Наше стихотворение, естественно, становится поводом для откликов и перекличек в стихах других поэтов. Таких случаев, более поздних на диахронической оси, вероятно, немало. Отметим лишь один, «лежащий на поверхности», — завершающие трагические строки стихотворения Ахматовой «Сон» (1956): «И вот пишу, как прежде без помарок, / Мои стихи в сожженную тетрадь» (ср. строку 32).
Кстати говоря, строка о «забытой тетради» стала окончанием текста Комаровского лишь в его печатной версии. Ранее за ней, по всей видимости, следовали еще две строки, сохраненные памятью Сергея Маковского[370]: «Дней золотых, когда я в форме часто грубой / Бранил Димитрия и спорил с тетей Любой» (речь идет о лакее Комаровского и о сестре его отца Любови Егоровне). Эти строки самым резким образом нарушают как формальное «математическое совершенство» текста, так и его интонационно-семантическое решение. Они переводят тонкий pastiche в иную, юмористически-пародийную тональность (ср. замечание гр. Владимира Сологуба, что Комаровский «лучше всего выражался в пародиях и юмористике»[371]). Подобные шокирующие смены тональности, впрочем, не чужды и александринам Пушкина: «И счастлив буду я: но только, ради Бога, / Гони ты Шеппинга от нашего порога» (завершение стихотворения «Чаадаеву», серьезного во всем остальном). Удачен ли этот сдвиг у Комаровского в художественном плане — вопрос открытый: во всяком случае, если бы строки 33–34 были сохранены, наш анализ по необходимости был бы более сложным.

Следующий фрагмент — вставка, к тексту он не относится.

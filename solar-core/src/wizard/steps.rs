//! Step configuration for the wizard.
//!
//! The question sequence is data, not control flow: a wizard walks an
//! ordered list of descriptors, each naming the field it collects and
//! the prompt to show. Variants of the wizard differ only in the list
//! they are built with.

/// The input field a wizard step collects.
#[derive(Debug, Clone, Copy, PartialEq, Eq, Hash)]
pub enum StepField {
    RoofArea,
    RoofAngle,
    RoofDirection,
    MonthlyBill,
}

impl StepField {
    /// Human-readable field name, used in validation messages.
    pub fn name(&self) -> &'static str {
        match self {
            Self::RoofArea => "roof area",
            Self::RoofAngle => "roof angle",
            Self::RoofDirection => "roof direction",
            Self::MonthlyBill => "monthly bill",
        }
    }
}

/// One question screen: the field it fills and the text around it.
#[derive(Debug, Clone)]
pub struct StepDescriptor {
    pub field: StepField,
    pub prompt: &'static str,
    pub hint: &'static str,
}

impl StepDescriptor {
    pub const fn new(
        field: StepField,
        prompt: &'static str,
        hint: &'static str,
    ) -> Self {
        Self {
            field,
            prompt,
            hint,
        }
    }
}

/// The canonical four-question sequence.
pub fn default_steps() -> Vec<StepDescriptor> {
    vec![
        StepDescriptor::new(
            StepField::RoofArea,
            "How large is your roof?",
            "Area in square metres, e.g. 30",
        ),
        StepDescriptor::new(
            StepField::RoofAngle,
            "What is your roof's tilt angle?",
            "Degrees from horizontal, 0-90",
        ),
        StepDescriptor::new(
            StepField::RoofDirection,
            "Which direction does your roof face?",
            "south, east, west, north or flat",
        ),
        StepDescriptor::new(
            StepField::MonthlyBill,
            "What is your monthly electricity bill?",
            "An amount per month, e.g. 900",
        ),
    ]
}

#[cfg(test)]
mod tests {
    use pretty_assertions::assert_eq;

    use super::*;

    #[test]
    fn default_sequence_covers_every_field_once() {
        let steps = default_steps();

        assert_eq!(steps.len(), 4);
        let fields: Vec<StepField> = steps.iter().map(|s| s.field).collect();
        assert_eq!(
            fields,
            vec![
                StepField::RoofArea,
                StepField::RoofAngle,
                StepField::RoofDirection,
                StepField::MonthlyBill,
            ]
        );
    }
}
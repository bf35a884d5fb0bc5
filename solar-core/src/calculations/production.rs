//! Production estimation from panel area, tilt, and orientation.
//!
//! The model is three factors multiplied together:
//!
//! | Factor | Formula |
//! |--------|---------|
//! | base production | usable area × rated kW/m² |
//! | angle efficiency | cos(\|tilt − optimal tilt\|) |
//! | direction multiplier | fixed per-direction table |
//!
//! Angle efficiency is exactly 1.0 at the optimal tilt and decays
//! smoothly with angular distance. It is not clamped at zero: a tilt
//! more than 90° from optimal would go negative, but tilt input is
//! restricted to 0–90° so that cannot happen through the wizard.
//!
//! # Example
//!
//! ```
//! use solar_core::{RoofDirection, SystemConfig};
//! use solar_core::calculations::ProductionEstimator;
//!
//! let config = SystemConfig::default();
//! let estimator = ProductionEstimator::new(&config);
//!
//! // 28.9 m² of panels at the optimal 42° tilt, facing south.
//! let estimate = estimator.calculate(28.9, 42.0, RoofDirection::South).unwrap();
//!
//! assert_eq!(estimate.angle_efficiency, 1.0);
//! assert_eq!(estimate.direction_multiplier, 1.0);
//! ```

use serde::{Deserialize, Serialize};
use tracing::debug;

use crate::calculations::common::deg_to_rad;
use crate::models::{RoofDirection, SystemConfig, SystemConfigError};

/// Result of a production estimate, with the intermediate factors kept
/// for display on the results screen.
#[derive(Debug, Clone, Copy, PartialEq, Serialize, Deserialize)]
pub struct ProductionEstimate {
    /// Production before tilt and orientation losses, in kW.
    pub base_production_kw: f64,

    /// Tilt loss factor, 1.0 at the optimal angle.
    pub angle_efficiency: f64,

    /// Orientation loss factor from the direction table.
    pub direction_multiplier: f64,

    /// Final estimated output in kW.
    pub estimated_production_kw: f64,
}

/// Calculator for estimated system output.
#[derive(Debug, Clone)]
pub struct ProductionEstimator<'a> {
    config: &'a SystemConfig,
}

impl<'a> ProductionEstimator<'a> {
    pub fn new(config: &'a SystemConfig) -> Self {
        Self { config }
    }

    /// Estimates system output for the given panel area and orientation.
    ///
    /// Pure and deterministic; the result is non-negative for any tilt
    /// within 90° of the configured optimum.
    ///
    /// # Errors
    ///
    /// Returns [`SystemConfigError`] if the configured coefficients are
    /// invalid.
    pub fn calculate(
        &self,
        usable_area_sqm: f64,
        roof_angle_deg: f64,
        direction: RoofDirection,
    ) -> Result<ProductionEstimate, SystemConfigError> {
        self.config.validate()?;

        let base_production_kw = self.base_production(usable_area_sqm);
        let angle_efficiency = self.angle_efficiency(roof_angle_deg);
        let direction_multiplier = direction.production_multiplier();
        let estimated_production_kw =
            base_production_kw * angle_efficiency * direction_multiplier;

        debug!(
            base_kw = base_production_kw,
            angle_efficiency,
            direction = direction.as_str(),
            estimated_kw = estimated_production_kw,
            "production estimate"
        );

        Ok(ProductionEstimate {
            base_production_kw,
            angle_efficiency,
            direction_multiplier,
            estimated_production_kw,
        })
    }

    /// Production at the rated coefficient, before any losses.
    fn base_production(
        &self,
        usable_area_sqm: f64,
    ) -> f64 {
        usable_area_sqm * self.config.kw_per_sqm
    }

    /// Cosine falloff from the optimal tilt angle.
    fn angle_efficiency(
        &self,
        roof_angle_deg: f64,
    ) -> f64 {
        let distance = (roof_angle_deg - self.config.optimal_angle_deg).abs();
        deg_to_rad(distance).cos()
    }
}
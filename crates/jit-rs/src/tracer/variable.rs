//! Runtime values observed by the tracer.
//!
//! Each defined [`Variable`] carries a list of `(state id, weak state, value)`
//! associations, one per tracing state that has recorded it. Associations of
//! dropped states are pruned whenever the list is touched.

use super::state::TracingState;
use crate::ir::ValueId;
use crate::tensor::Tensor;
use std::fmt;
use std::sync::atomic::{AtomicU64, Ordering};
use std::sync::{Arc, Mutex, MutexGuard, Weak};

static VARIABLE_ID_COUNTER: AtomicU64 = AtomicU64::new(1);

/// Flags snapshotted per stage for the inputs and outputs of a trace.
#[derive(Debug, Clone, Copy, PartialEq, Eq, Default)]
pub struct VariableFlags {
    pub requires_grad: bool,
    pub is_volatile: bool,
    pub was_undefined: bool,
}

struct TraceSlot {
    state_id: u64,
    state: Weak<TracingState>,
    value: ValueId,
}

struct VariableImpl {
    id: u64,
    data: Tensor,
    requires_grad: bool,
    is_volatile: bool,
    traces: Mutex<Vec<TraceSlot>>,
}

/// A tensor as seen by the tracer, or an undefined placeholder.
///
/// Clones share identity and trace associations.
#[derive(Clone, Default)]
pub struct Variable {
    inner: Option<Arc<VariableImpl>>,
}

impl Variable {
    pub fn new(data: Tensor, requires_grad: bool) -> Self {
        Self::with_flags(data, requires_grad, false)
    }

    pub fn with_flags(data: Tensor, requires_grad: bool, is_volatile: bool) -> Self {
        Variable {
            inner: Some(Arc::new(VariableImpl {
                id: VARIABLE_ID_COUNTER.fetch_add(1, Ordering::Relaxed),
                data,
                requires_grad,
                is_volatile,
                traces: Mutex::new(Vec::new()),
            })),
        }
    }

    pub fn undefined() -> Self {
        Variable { inner: None }
    }

    pub fn is_defined(&self) -> bool {
        self.inner.is_some()
    }

    /// Identity of this runtime value; `None` when undefined.
    pub fn id(&self) -> Option<u64> {
        self.inner.as_ref().map(|inner| inner.id)
    }

    pub fn data(&self) -> Option<&Tensor> {
        self.inner.as_ref().map(|inner| &inner.data)
    }

    pub fn requires_grad(&self) -> bool {
        self.inner.as_ref().is_some_and(|inner| inner.requires_grad)
    }

    pub fn flags(&self) -> VariableFlags {
        match &self.inner {
            Some(inner) => VariableFlags {
                requires_grad: inner.requires_grad,
                is_volatile: inner.is_volatile,
                was_undefined: false,
            },
            None => VariableFlags {
                was_undefined: true,
                ..VariableFlags::default()
            },
        }
    }

    /// New runtime value sharing storage with `self` but none of its identity
    /// or trace associations (a no-op reshape).
    pub fn alias(&self) -> Variable {
        match &self.inner {
            Some(inner) => Variable::with_flags(
                inner.data.clone(),
                inner.requires_grad,
                inner.is_volatile,
            ),
            None => Variable::undefined(),
        }
    }

    pub fn same_as(&self, other: &Variable) -> bool {
        match (&self.inner, &other.inner) {
            (Some(a), Some(b)) => Arc::ptr_eq(a, b),
            _ => false,
        }
    }

    fn slots(&self) -> Option<MutexGuard<'_, Vec<TraceSlot>>> {
        let inner = self.inner.as_ref()?;
        let mut slots = inner
            .traces
            .lock()
            .expect("variable trace list poisoned");
        slots.retain(|slot| slot.state.strong_count() > 0);
        Some(slots)
    }

    /// Value recorded for this variable by `state`, if any.
    pub(crate) fn trace_in(&self, state: &TracingState) -> Option<ValueId> {
        let slots = self.slots()?;
        slots
            .iter()
            .find(|slot| slot.state_id == state.id())
            .map(|slot| slot.value)
    }

    pub(crate) fn set_trace(&self, state: &Arc<TracingState>, value: ValueId) {
        let Some(mut slots) = self.slots() else {
            return;
        };
        match slots.iter_mut().find(|slot| slot.state_id == state.id()) {
            Some(slot) => slot.value = value,
            None => slots.push(TraceSlot {
                state_id: state.id(),
                state: Arc::downgrade(state),
                value,
            }),
        }
    }

    /// Live tracing states currently recording this variable.
    pub(crate) fn active_states(&self) -> Vec<Arc<TracingState>> {
        let Some(slots) = self.slots() else {
            return Vec::new();
        };
        slots
            .iter()
            .filter_map(|slot| slot.state.upgrade())
            .filter(|state| state.is_active())
            .collect()
    }

    /// Number of associations that survive pruning.
    pub fn trace_count(&self) -> usize {
        self.slots().map(|slots| slots.len()).unwrap_or(0)
    }
}

impl fmt::Debug for Variable {
    fn fmt(&self, f: &mut fmt::Formatter<'_>) -> fmt::Result {
        match &self.inner {
            Some(inner) => f
                .debug_struct("Variable")
                .field("id", &inner.id)
                .field("data", &inner.data)
                .field("requires_grad", &inner.requires_grad)
                .finish(),
            None => f.write_str("Variable(undefined)"),
        }
    }
}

Стихи Комаровского — постоянная игра различных смысловых планов, синхронии и диахронии, «своего» и «несвоего». Они находятся на пересечении подражания, pastiche, пародии и палимпсеста: трансформация «несвоего» текста здесь может оказаться и прямым повторением, и глубинным совпадением с ним, воскрешением его, интерпретируемым в терминах экзистенциального и метафизического опыта. Прибегая к перестановке временных пластов, которая оказывается равносильной отрицанию времени, Комаровский наиболее решительно среди поэтов начала XX века выпадает из своей эпохи и становится новатором (путь, отчасти продолженный позднее Мандельштамом). Он выходит за пределы любых течений модернизма (и тем более плоского историзма или стилизации[372]); творчество его, пожалуй, можно назвать отдаленным предвестием постмодернизма[373].